Iklan - Geser ke atas untuk melanjutkan

Sidang Perkara Dugaan Terorisme Munarman, Hakim Bacakan Putusan Sela Hari Ini

Sidang Perkara Dugaan Terorisme Munarman, Hakim Bacakan Putusan Sela Hari Ini Eks Sekretaris Umum DPP FPI Munarman. ©2021 Merdeka.com

Merdeka.com - Pengadilan Negeri (PN) Jakarta Timur kembali melanjutkan sidang perkara atas terdakwa mantan Sekretaris Umum Front Pembela Islam (FPI), Munarman. Sidang hari ini, Rabu (12/1), mengagendakan putusan sela.

"Jadi, agenda putusan sela," kata Humas PN Jaktim, Alex Adam Faisal saat dikonfirmasi.

Putusan sela tersebut akan dibacakan majelis hakim berdasarkan pertimbangan eksepsi atau nota keberatan dari terdakwa atas dakwaan jaksa penuntut umum (JPU) dan tanggapan jaksa atas eksepsi kubu terdakwa.

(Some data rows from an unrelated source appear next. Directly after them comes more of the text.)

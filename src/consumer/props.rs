//! The immutable configuration captured when a consumer is built.

use amq_protocol_types::{AMQPValue, FieldTable};

use crate::topology::{
    ConsumeOptions, ExchangeBinding, ExchangeOptions, QosOptions, QueueBinding, QueueOptions,
};

/// Everything a consumer needs to (re)establish its subscription.
///
/// Captured once at construction and replayed byte-for-byte identical on
/// every session; runtime events never mutate it. The one runtime-tunable
/// knob, concurrency, lives outside this struct for that reason.
#[derive(Clone, Debug)]
pub(crate) struct ConsumerProps {
    /// The queue to consume from. Empty means the broker assigns a fresh
    /// name on every session.
    pub(crate) queue: String,
    /// Upper bound on concurrently running handlers. `None` is unbounded -
    /// the broker's prefetch count becomes the only limit.
    pub(crate) concurrency: Option<usize>,
    /// Requeue messages whose handler failed. When `false` they are dropped
    /// (dead-lettered if the queue is configured for it).
    pub(crate) requeue_on_error: bool,
    /// Consume without broker-side acknowledgements.
    pub(crate) no_ack: bool,
    pub(crate) queue_options: QueueOptions,
    pub(crate) qos: Option<QosOptions>,
    pub(crate) exchanges: Vec<ExchangeOptions>,
    pub(crate) queue_bindings: Vec<QueueBinding>,
    pub(crate) exchange_bindings: Vec<ExchangeBinding>,
    /// Consumer priority. See <https://www.rabbitmq.com/consumer-priority.html>.
    pub(crate) priority: Option<i32>,
    pub(crate) consume_arguments: FieldTable,
}

impl ConsumerProps {
    pub(crate) fn new(queue: String) -> Self {
        Self {
            queue,
            concurrency: None,
            requeue_on_error: true,
            no_ack: false,
            queue_options: QueueOptions::default(),
            qos: None,
            exchanges: Vec::new(),
            queue_bindings: Vec::new(),
            exchange_bindings: Vec::new(),
            priority: None,
            consume_arguments: FieldTable::default(),
        }
    }

    /// Derive the `basic.consume` options for a session.
    pub(crate) fn consume_options(&self) -> ConsumeOptions {
        let mut arguments = self.consume_arguments.clone();
        if let Some(priority) = self.priority {
            arguments.insert("x-priority".into(), AMQPValue::LongInt(priority));
        }
        ConsumeOptions {
            no_ack: self.no_ack,
            exclusive: false,
            arguments,
        }
    }
}
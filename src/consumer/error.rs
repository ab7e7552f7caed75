//! Error taxonomy for the consumer.

use std::sync::Arc;

use crate::transport::ChannelError;

/// Failures surfaced through [`ConsumerEvent::Error`] and by `close()`.
///
/// Sources are `Arc`-wrapped so the error can ride the broadcast event bus.
///
/// [`ConsumerEvent::Error`]: crate::ConsumerEvent::Error
#[derive(Clone, Debug, thiserror::Error)]
pub enum ConsumerError {
    /// A setup replay step failed. The consumer retries after the
    /// connection's retry delay.
    #[error("channel session setup failed: {0}")]
    Setup(Arc<ChannelError>),
    /// The channel died mid-session. The consumer replays its setup on a
    /// fresh channel.
    #[error("the channel to the broker was lost: {0}")]
    ChannelLost(Arc<ChannelError>),
    /// A message handler returned an error or panicked. The message was
    /// nacked according to the requeue-on-error setting.
    #[error("a message handler failed: {0}")]
    Handler(Arc<anyhow::Error>),
    /// The broker cancelled the consumer, e.g. because the queue was
    /// deleted. Treated like a channel loss.
    #[error("the broker cancelled the consumer")]
    Cancelled,
    /// The connection shut down for good; the consumer is terminally
    /// closed.
    #[error("the connection shut down and cannot provide further channels: {0}")]
    ConnectionShutdown(Arc<ChannelError>),
}

/// Failures returned by [`Replier`](crate::Replier) calls.
#[derive(Debug, thiserror::Error)]
pub enum ReplyError {
    /// There is no live channel: the consumer is closed or mid-reset.
    #[error("no live channel to publish the reply on")]
    ChannelUnavailable,
    /// The incoming message carries no `reply-to` address and the envelope
    /// did not provide a routing key.
    #[error("the incoming message carries no reply-to address")]
    NoReplyAddress,
    #[error("failed to publish the reply")]
    Publish(#[source] ChannelError),
}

Agenda sidang putusan sela pada hari ini akan menjadi penentu kelanjutan perkara dugaan terorisme yang menjerat Munarman. Apabila eksepsi ditolak, maka sidang dilanjutkan dengan pemeriksaan saksi. Sebaliknya jika dikabulkan, dakwaan JPU akan dinyatakan gugur dan sidang bakal diakhiri, serta Munarman dibebaskan dari segala dakwaan.

Sebelumnya, JPU telah membacakan tanggapan atas eksepsi atau nota keberatan terhadap dakwaan. Mereka meminta majelis hakim menolak seluruh keberatan Munarman dan meminta sidang dilanjutkan dengan agenda pembuktian pokok perkara.

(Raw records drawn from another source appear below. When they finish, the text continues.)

//! The seam between the consumer and the AMQP wire.
//!
//! [`ChannelSource`] and [`ConsumerChannel`] are the only two interfaces the
//! consumer relies on to talk to a broker. The production implementation
//! lives in [`rabbit_mq`](crate::rabbit_mq); tests plug in an in-memory
//! double, which is the whole point of keeping this boundary a trait.

use std::sync::Arc;
use std::time::Duration;

use tokio::sync::mpsc;

use crate::message::{Message, OutboundMessage};
use crate::topology::{
    ConsumeOptions, ExchangeBinding, ExchangeOptions, QosOptions, QueueBinding, QueueOptions,
};

pub type DynChannel = Arc<dyn ConsumerChannel>;

/// Errors surfaced by channel or connection operations.
#[derive(Debug, thiserror::Error)]
pub enum ChannelError {
    #[error("AMQP operation failed: {0}")]
    Protocol(#[source] anyhow::Error),
    #[error("the channel to the broker is closed")]
    ChannelClosed,
    #[error("the connection is shut down and will not hand out further channels")]
    ConnectionClosed,
}

impl From<lapin::Error> for ChannelError {
    fn from(error: lapin::Error) -> Self {
        match error {
            lapin::Error::InvalidChannelState(_) | lapin::Error::InvalidConnectionState(_) => {
                ChannelError::ChannelClosed
            }
            other => ChannelError::Protocol(other.into()),
        }
    }
}

/// Events a live channel pushes to the consumer that started it.
#[derive(Debug)]
pub enum ChannelEvent {
    /// The broker delivered a message.
    Delivery(Message),
    /// The broker cancelled the consumer, e.g. because the queue was deleted.
    Cancelled,
    /// The channel died.
    Closed(ChannelError),
}

/// The broker's answer to a queue declaration.
#[derive(Clone, Debug)]
pub struct QueueInfo {
    /// The resolved queue name - broker-generated when declared with an
    /// empty name.
    pub name: String,
    /// How many messages were sitting in the queue at declaration time.
    pub message_count: u32,
}

/// A started `basic.consume`: the resolved tag plus the inbound event stream.
pub struct ConsumeStart {
    pub consumer_tag: String,
    pub events: mpsc::UnboundedReceiver<ChannelEvent>,
}

/// One channel to the broker, the exclusive sink for all wire operations of
/// a single consumer session.
#[async_trait::async_trait]
pub trait ConsumerChannel: Send + Sync + 'static {
    async fn exchange_declare(&self, options: &ExchangeOptions) -> Result<(), ChannelError>;

    async fn queue_declare(
        &self,
        queue: &str,
        options: &QueueOptions,
    ) -> Result<QueueInfo, ChannelError>;

    async fn queue_bind(&self, queue: &str, binding: &QueueBinding) -> Result<(), ChannelError>;

    async fn exchange_bind(&self, binding: &ExchangeBinding) -> Result<(), ChannelError>;

    async fn basic_qos(&self, qos: &QosOptions) -> Result<(), ChannelError>;

    async fn basic_consume(
        &self,
        queue: &str,
        consumer_tag: &str,
        options: &ConsumeOptions,
    ) -> Result<ConsumeStart, ChannelError>;

    async fn basic_ack(&self, delivery_tag: u64) -> Result<(), ChannelError>;

    async fn basic_nack(&self, delivery_tag: u64, requeue: bool) -> Result<(), ChannelError>;

    async fn basic_publish(&self, message: OutboundMessage) -> Result<(), ChannelError>;

    async fn basic_cancel(&self, consumer_tag: &str) -> Result<(), ChannelError>;

    async fn close(&self) -> Result<(), ChannelError>;
}

/// Hands out channels and owns the reconnect policy.
///
/// `acquire` may block while the underlying connection re-establishes
/// itself; `retry_delay` paces the consumer's own setup retries so a failing
/// broker is not hammered in a busy loop.
#[async_trait::async_trait]
pub trait ChannelSource: Send + Sync + 'static {
    async fn acquire(&self) -> Result<DynChannel, ChannelError>;

    fn retry_delay(&self) -> Duration;
}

Jaksa juga meminta majelis hakim menyatakan surat dakwaan penuntut umum telah dibuat secara sah menurut hukum, sehingga bisa jadi rujukan untuk sidang pembuktian perkara.

"Memohon agar majelis hakim yang memeriksa dan mengadili perkara ini menjatuhkan putusan sebagai berikut, menolak keberatan atau eksepsi dari terdakwa Munarman dan penasihat hukum terdakwa untuk seluruhnya," kata salah seorang JPU saat membacakan nota tanggapan atas eksepsi Munarman di PN Jaktim, Rabu, 22 Desember 2021.

Adapun dalam perkara ini, eks Sekretaris Umum Front Pembela Islam (FPI) itu didakwa merencanakan atau menggerakkan orang lain melakukan tindak pidana terorisme.

Dia disebut menggunakan ancaman kekerasan yang diduga untuk menimbulkan teror secara luas. Termasuk juga diduga menyebar rasa takut sehingga berpotensi menimbulkan korban yang luas. Selain itu, perbuatannya mengarah pada perusakan fasilitas publik.

Selain itu, Aksi Munarman diduga berlangsung pada Januari hingga April 2015 di Sekretariat FPI Kota Makassar, Markas Daerah Laskar Pembela Islam (LPI) Sulawesi Selatan, Pondok Pesantren Tahfidzul Qur'an Sudiang Makassar, dan Pusat Pengembangan Bahasa (Pusbinsa) UIN Sumatera Utara.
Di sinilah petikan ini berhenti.